Peter Ohara, PhD, Professor in Residence
peter.ohara@ucsf.edu
Administrative Assistant: 415-476-1861
Jasmin & Ohara Lab Website

Research Interests

Dysfunction of the nervous system is often considered only in terms of changes to neurons, but alteration in the function of support cells, called glia, can be equally significant. Currently we are looking at two areas where glial cell behavior has significant behavioral consequences.

In the central nervous system (CNS), the loss of a type of glial cell called oligodendrocytes, can lead to profound CNS dysfunction. The condition resulting from oligodendrocyte loss is called demyelination and multiple sclerosis (MS) is one of the most widely known examples. Although oligodendrocytes are capable of dividing and replacing themselves, in conditions such as MS this does not occur. My laboratory is looking at the mechanisms that prevent oligodendrocyte remyelination and examining whether a second type of myelinating cell, the Schwann cell, can be a viable substitute for lost oligodendrocytes. We are using animal models, transgenic mice and in vitro studies to examine the relationship between Schwann cells, oligodendrocytes in the repair of demyelinated spinal cord. We hope to develop methods for using Schwann cells to assist in the repair of demyelinated spinal cord.

There is growing evidence that glial cells also play a role in the generation and maintenance of pain. We are currently focusing on a specialized type of glial, called a satellite cell, found in the peripheral nervous system (PNS). Satellite cells surround, and profoundly influence, sensory neurons and ultimately sensory perception and pain. We have found that changing a single ion channel in satellite glia cells can change the response to painful stimuli. We are using a combination of morphological analysis, and behavioral assays together with RNA interference to dissect the role of satellite glial cells in generating or ameliorating pain in experimental models.

Left- Spinal cord stained for Schwann cell myelin (red) and Astrocytes (green). Right- Satellite glial cells (green), sensory neurons (red) and cell nuclei (blue) in the trigeminal ganglion.

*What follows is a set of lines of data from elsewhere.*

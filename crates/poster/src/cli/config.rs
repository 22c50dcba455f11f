use dp_domain::config::{Config, ConfigSeverity};

/// Print every config issue.  Returns `false` when any is an error.
pub fn validate(config: &Config, config_path: &str) -> bool {
    let issues = config.validate();

    if issues.is_empty() {
        println!("Config OK ({config_path})");
        return true;
    }

    let error_count = issues
        .iter()
        .filter(|e| e.severity == ConfigSeverity::Error)
        .count();
    let warning_count = issues.len() - error_count;

    for issue in &issues {
        println!("{issue}");
    }
    println!("\n{error_count} error(s), {warning_count} warning(s) in {config_path}");

    error_count == 0
}

/// The resolved config, defaults filled in, as TOML.  Inline secrets are
/// masked.
pub fn render(config: &Config) -> anyhow::Result<String> {
    let mut shown = config.clone();
    if shown.telegram.token.is_some() {
        shown.telegram.token = Some("********".into());
    }
    Ok(toml::to_string_pretty(&shown)?)
}

pub fn show(config: &Config) -> anyhow::Result<()> {
    print!("{}", render(config)?);
    Ok(())
}

#[cfg(test)]
mod tests {
    use super::*;

    #[test]
    fn show_masks_inline_token() {
        let mut config = Config::default();
        config.telegram.token = Some("123:secret".into());
        let out = render(&config).unwrap();
        assert!(!out.contains("123:secret"));
        assert!(out.contains("posting_start_hour = 4"));
    }
}
use std::path::PathBuf;

use serde::{Deserialize, Serialize};

// ━━━━━━━━━━━━━━━━━━━━━━━━━━━━━━━━━━━━━━━━━━━━━━━━━━━━━━━━━━━━━━━━━━
// Cursor store
// ━━━━━━━━━━━━━━━━━━━━━━━━━━━━━━━━━━━━━━━━━━━━━━━━━━━━━━━━━━━━━━━━━━

#[derive(Debug, Clone, Serialize, Deserialize)]
pub struct StoreConfig {
    #[serde(default = "d_backend")]
    pub backend: StoreBackend,
    /// Flat `key: value` YAML file used by the `yaml` backend.
    #[serde(default = "d_yaml_path")]
    pub yaml_path: PathBuf,
    #[serde(default)]
    pub kv: KvConfig,
}

#[derive(Debug, Clone, Copy, PartialEq, Eq, Serialize, Deserialize)]
#[serde(rename_all = "lowercase")]
pub enum StoreBackend {
    Yaml,
    Kv,
    /// Process-local only; state is lost on restart.
    Memory,
}

impl Default for StoreConfig {
    fn default() -> Self {
        Self {
            backend: d_backend(),
            yaml_path: d_yaml_path(),
            kv: KvConfig::default(),
        }
    }
}

/// Cloudflare Workers KV namespace.
#[derive(Debug, Clone, Serialize, Deserialize)]
pub struct KvConfig {
    #[serde(default = "d_kv_url")]
    pub base_url: String,
    #[serde(default)]
    pub account_id: String,
    #[serde(default)]
    pub namespace_id: String,
    #[serde(default = "d_kv_token_env")]
    pub token_env: String,
    #[serde(default = "d_8000")]
    pub timeout_ms: u64,
    #[serde(default = "d_3")]
    pub max_retries: u32,
}

impl Default for KvConfig {
    fn default() -> Self {
        Self {
            base_url: d_kv_url(),
            account_id: String::new(),
            namespace_id: String::new(),
            token_env: d_kv_token_env(),
            timeout_ms: 8000,
            max_retries: 3,
        }
    }
}

impl KvConfig {
    pub fn resolve_token(&self) -> Option<String> {
        std::env::var(&self.token_env).ok().filter(|t| !t.is_empty())
    }
}

// ── serde default helpers ───────────────────────────────────────────

fn d_backend() -> StoreBackend {
    StoreBackend::Yaml
}
fn d_yaml_path() -> PathBuf {
    PathBuf::from("daypost-state.yaml")
}
fn d_kv_url() -> String {
    "https://api.cloudflare.com/client/v4".into()
}
fn d_kv_token_env() -> String {
    "DP_KV_TOKEN".into()
}
fn d_8000() -> u64 {
    8000
}
fn d_3() -> u32 {
    3
}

Complete list of Publications/PubMed

Selected Publications

Jasmin L, Gabriella Janni, Douglas A. Lappi, and Ohara P.T., (2000) Schwann Cells Are Removed From The Spinal Cord After Effecting Recovery From Paraplegia. J Neurosci 20, 9215-9223.

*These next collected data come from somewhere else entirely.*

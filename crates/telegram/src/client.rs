//! Telegram Bot API implementation of [`Sender`].
//!
//! Messages go out through `sendMessage` with `parse_mode = MarkdownV2`
//! and link previews disabled.  Feed text keeps its `*`/`_` emphasis;
//! operator notices are escaped completely and sent silently.

use std::time::{Duration, Instant};

use async_trait::async_trait;
use dp_domain::config::TelegramConfig;
use dp_domain::error::{Error, Result};
use dp_domain::trace::TraceEvent;
use reqwest::Client;
use serde::{Deserialize, Serialize};

use crate::escape::{escape, escape_feed_text};
use crate::sender::{MessageRef, Sender};

// ━━━━━━━━━━━━━━━━━━━━━━━━━━━━━━━━━━━━━━━━━━━━━━━━━━━━━━━━━━━━━━━━━━
// Wire types
// ━━━━━━━━━━━━━━━━━━━━━━━━━━━━━━━━━━━━━━━━━━━━━━━━━━━━━━━━━━━━━━━━━━

#[derive(Debug, Serialize)]
struct SendMessageRequest<'a> {
    chat_id: &'a str,
    text: &'a str,
    parse_mode: &'static str,
    link_preview_options: LinkPreviewOptions,
    #[serde(skip_serializing_if = "std::ops::Not::not")]
    disable_notification: bool,
}

#[derive(Debug, Serialize)]
struct LinkPreviewOptions {
    is_disabled: bool,
}

#[derive(Debug, Deserialize)]
struct TgResponse {
    ok: bool,
    #[serde(default)]
    description: String,
    result: Option<TgMessage>,
}

#[derive(Debug, Deserialize)]
struct TgMessage {
    message_id: i64,
}

// ━━━━━━━━━━━━━━━━━━━━━━━━━━━━━━━━━━━━━━━━━━━━━━━━━━━━━━━━━━━━━━━━━━
// Client
// ━━━━━━━━━━━━━━━━━━━━━━━━━━━━━━━━━━━━━━━━━━━━━━━━━━━━━━━━━━━━━━━━━━

/// Created once and reused for the lifetime of the process.
#[derive(Debug, Clone)]
pub struct TelegramSender {
    http: Client,
    api_base: String,
    token: String,
}

impl TelegramSender {
    pub fn new(cfg: &TelegramConfig, token: String) -> Result<Self> {
        let http = Client::builder()
            .timeout(Duration::from_millis(cfg.timeout_ms))
            .build()
            .map_err(|e| Error::Http(e.to_string()))?;

        Ok(Self {
            http,
            api_base: cfg.api_base.trim_end_matches('/').to_owned(),
            token,
        })
    }

    fn method_url(&self, method: &str) -> String {
        format!("{}/bot{}/{}", self.api_base, self.token, method)
    }

    async fn send_message(&self, req: &SendMessageRequest<'_>) -> Result<MessageRef> {
        let start = Instant::now();
        let resp = self
            .http
            .post(self.method_url("sendMessage"))
            .json(req)
            .send()
            .await
            // The request URL embeds the bot token.
            .map_err(|e| Error::Send(e.without_url().to_string()))?;

        let status = resp.status();
        let body = resp
            .text()
            .await
            .map_err(|e| Error::Send(e.without_url().to_string()))?;
        let parsed: TgResponse = serde_json::from_str(&body)
            .map_err(|e| Error::Send(format!("sendMessage returned {status}: {e}: {body}")))?;

        if !parsed.ok {
            return Err(Error::Send(format!(
                "sendMessage returned {status}: {}",
                parsed.description
            )));
        }
        let message = parsed
            .result
            .ok_or_else(|| Error::Send("sendMessage returned ok without a message".into()))?;

        TraceEvent::MessageSent {
            chat_id: req.chat_id.to_owned(),
            chars: req.text.chars().count(),
            duration_ms: start.elapsed().as_millis() as u64,
        }
        .emit();

        Ok(MessageRef(message.message_id))
    }
}

#[async_trait]
impl Sender for TelegramSender {
    async fn send(&self, text: &str, chat_id: &str) -> Result<MessageRef> {
        let text = escape_feed_text(text);
        tracing::debug!(chat_id, text = %text, "sending message");
        self.send_message(&SendMessageRequest {
            chat_id,
            text: &text,
            parse_mode: "MarkdownV2",
            link_preview_options: LinkPreviewOptions { is_disabled: true },
            disable_notification: false,
        })
        .await
    }

    async fn notify(&self, text: &str, chat_id: &str) -> Result<MessageRef> {
        let text = escape(text);
        self.send_message(&SendMessageRequest {
            chat_id,
            text: &text,
            parse_mode: "MarkdownV2",
            link_preview_options: LinkPreviewOptions { is_disabled: true },
            disable_notification: true,
        })
        .await
    }
}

Jasmin, L., Tien, D., Weinshenker, D., Palmiter, R.D. Green, P.G., Janni, G. and Ohara, P.T. (2002) The NK1 receptor mediates both the hyperalgesia and the resistance to morphine in mice lacking noradrenaline. PNAS, 99:1029-1034

Jasmin, L., Rabkin, S.D., Granato, A., Boudah, A., and Ohara, P.T. (2003) Analgesia and hyperalgesia from GABAergic modulation of the cerebral cortex. Nature, 242:316-320

Jasmin, L. and Ohara, P.T. (2004) Recurrent Paraplegia after Remyelination of the Spinal Cord. J. Neurosci. Res. 77:277-284.

Ohara, P.T., Vit, J-P, Jasmin L. (2005) Cortical modulation of pain. Cell Mol Life Sci;62(1):44-52.

Vit, J-P., Ohara, P.T., Tien, D.A., Fike, J.R., Eikmeier, L., Beitz, A., Wilcox, G.L., Jasmin, L. (2006).The analgesic effect of low dose focal irradiation in a mouse model of bone cancer is associated with spinal changes in neuro-mediators of nociception. Pain. 121:188-201.